### GIVEN RECORDS
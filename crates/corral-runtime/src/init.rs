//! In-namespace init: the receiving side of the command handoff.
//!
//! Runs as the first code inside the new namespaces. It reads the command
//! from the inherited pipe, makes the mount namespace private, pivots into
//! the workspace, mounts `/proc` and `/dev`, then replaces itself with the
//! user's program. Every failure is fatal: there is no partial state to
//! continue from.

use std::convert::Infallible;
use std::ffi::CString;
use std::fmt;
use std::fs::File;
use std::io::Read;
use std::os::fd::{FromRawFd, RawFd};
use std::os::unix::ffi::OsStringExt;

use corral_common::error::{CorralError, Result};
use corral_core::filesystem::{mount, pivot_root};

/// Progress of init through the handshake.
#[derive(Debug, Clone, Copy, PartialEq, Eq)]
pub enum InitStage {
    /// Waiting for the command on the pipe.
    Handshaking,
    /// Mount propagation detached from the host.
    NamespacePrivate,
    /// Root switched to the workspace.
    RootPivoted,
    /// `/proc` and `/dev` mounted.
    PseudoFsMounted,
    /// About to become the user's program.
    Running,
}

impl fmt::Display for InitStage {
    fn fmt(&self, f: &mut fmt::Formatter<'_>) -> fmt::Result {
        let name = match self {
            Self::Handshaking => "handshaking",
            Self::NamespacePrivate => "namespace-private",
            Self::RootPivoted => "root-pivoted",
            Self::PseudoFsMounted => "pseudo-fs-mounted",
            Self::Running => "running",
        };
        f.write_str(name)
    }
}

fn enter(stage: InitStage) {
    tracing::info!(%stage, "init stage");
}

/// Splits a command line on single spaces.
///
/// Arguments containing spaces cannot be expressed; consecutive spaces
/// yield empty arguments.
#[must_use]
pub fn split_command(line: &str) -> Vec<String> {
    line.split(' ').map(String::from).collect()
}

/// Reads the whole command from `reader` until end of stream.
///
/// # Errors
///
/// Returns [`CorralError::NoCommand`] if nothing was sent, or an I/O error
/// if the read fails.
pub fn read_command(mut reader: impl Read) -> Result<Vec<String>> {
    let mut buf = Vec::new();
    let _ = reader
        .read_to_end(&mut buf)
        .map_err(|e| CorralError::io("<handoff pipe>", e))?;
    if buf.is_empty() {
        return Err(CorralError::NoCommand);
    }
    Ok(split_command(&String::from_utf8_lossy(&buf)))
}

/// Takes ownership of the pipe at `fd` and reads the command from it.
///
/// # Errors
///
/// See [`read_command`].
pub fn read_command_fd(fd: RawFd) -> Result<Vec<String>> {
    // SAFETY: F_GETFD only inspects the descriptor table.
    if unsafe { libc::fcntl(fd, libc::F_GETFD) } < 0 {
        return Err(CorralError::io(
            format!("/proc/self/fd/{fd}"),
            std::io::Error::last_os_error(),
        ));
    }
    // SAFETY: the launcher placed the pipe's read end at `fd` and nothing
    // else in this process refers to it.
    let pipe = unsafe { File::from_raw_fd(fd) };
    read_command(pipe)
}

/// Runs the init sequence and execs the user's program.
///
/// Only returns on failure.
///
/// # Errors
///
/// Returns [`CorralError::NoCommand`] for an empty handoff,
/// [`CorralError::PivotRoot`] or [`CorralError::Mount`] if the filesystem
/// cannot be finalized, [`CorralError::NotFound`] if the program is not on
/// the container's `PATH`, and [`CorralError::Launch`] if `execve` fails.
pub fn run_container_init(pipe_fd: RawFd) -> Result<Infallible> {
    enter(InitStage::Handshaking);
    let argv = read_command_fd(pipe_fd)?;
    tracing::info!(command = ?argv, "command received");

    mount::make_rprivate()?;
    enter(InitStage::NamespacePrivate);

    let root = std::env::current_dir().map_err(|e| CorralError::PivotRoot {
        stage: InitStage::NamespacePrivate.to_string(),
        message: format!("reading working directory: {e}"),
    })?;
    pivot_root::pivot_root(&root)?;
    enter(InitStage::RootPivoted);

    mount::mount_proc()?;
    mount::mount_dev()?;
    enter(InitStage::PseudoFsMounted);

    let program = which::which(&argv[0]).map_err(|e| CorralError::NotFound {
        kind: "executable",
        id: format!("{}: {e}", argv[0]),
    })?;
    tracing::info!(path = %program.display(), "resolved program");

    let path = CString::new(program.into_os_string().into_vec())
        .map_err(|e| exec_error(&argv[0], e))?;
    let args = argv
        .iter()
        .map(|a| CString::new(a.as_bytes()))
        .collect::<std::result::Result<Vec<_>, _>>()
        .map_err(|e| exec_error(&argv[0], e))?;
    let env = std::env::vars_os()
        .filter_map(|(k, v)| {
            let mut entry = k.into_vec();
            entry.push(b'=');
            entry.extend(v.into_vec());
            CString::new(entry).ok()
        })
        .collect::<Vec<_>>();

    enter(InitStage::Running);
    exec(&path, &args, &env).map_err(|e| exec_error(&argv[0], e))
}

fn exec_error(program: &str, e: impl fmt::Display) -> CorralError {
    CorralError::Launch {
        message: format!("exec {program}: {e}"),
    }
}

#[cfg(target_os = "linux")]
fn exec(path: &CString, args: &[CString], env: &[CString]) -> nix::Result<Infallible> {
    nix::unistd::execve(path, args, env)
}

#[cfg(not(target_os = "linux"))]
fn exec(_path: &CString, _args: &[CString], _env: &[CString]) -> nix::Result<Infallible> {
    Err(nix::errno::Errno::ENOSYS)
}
######
> [THE TASK] Go through the listing, and whenever a line contains the string "unsafe", copy that line.

> [SOLUTION TO THIS TASK]
    if unsafe { libc::fcntl(fd, libc::F_GETFD) } < 0 {
    let pipe = unsafe { File::from_raw_fd(fd) };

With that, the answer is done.